Viruses and other pathogens that transmit as aerosols pose a significant risk to the public, due to the potential for widespread disease transmission. These viral diseases may be transmitted from person-to-person, such as SARS-CoV-2, or as environmentally generated aerosols, like hantaviruses. The threat a pathogen may pose as an aerosol depends on several factors, including its stability as an aerosol. Bioaerosol stability is generally studied as the decay of aerosol properties (e.g., viability, infectivity and/or detectability) in response to environmental conditions (e.g., sunlight and humidity). We have developed a novel system and approach to the study of bioaerosol stability.
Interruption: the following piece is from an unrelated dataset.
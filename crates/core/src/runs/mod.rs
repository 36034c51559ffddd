//! Pipeline run ledger: the run record and its status state machine.

mod runs_model;


pub use runs_model::{PipelineRun, RunCounts, RunStatus};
The Biological Aerosol Reaction Chamber (Bio-ARC) is a flow-through system designed to rapidly expose biological aerosols to environmental conditions (ozone, simulated solar radiation (SSR), humidity, and other gas phase species at stable temperatures) and determine the sensitivity of those particles to simulated ambient conditions. Using this system, we examined the stability of a well-understood model organism: bacteriophage MS2. This data was then compared to similar data of MS2 aerosols decayed within a Goldberg rotating drum. Based on these comparisons, it was found that Bio-ARC system can rapidly decay bioaerosols and witnessed decay in the first seconds to minute, which is typically impractical to measure in Goldberg rotating drums, that require time to inject with aerosols.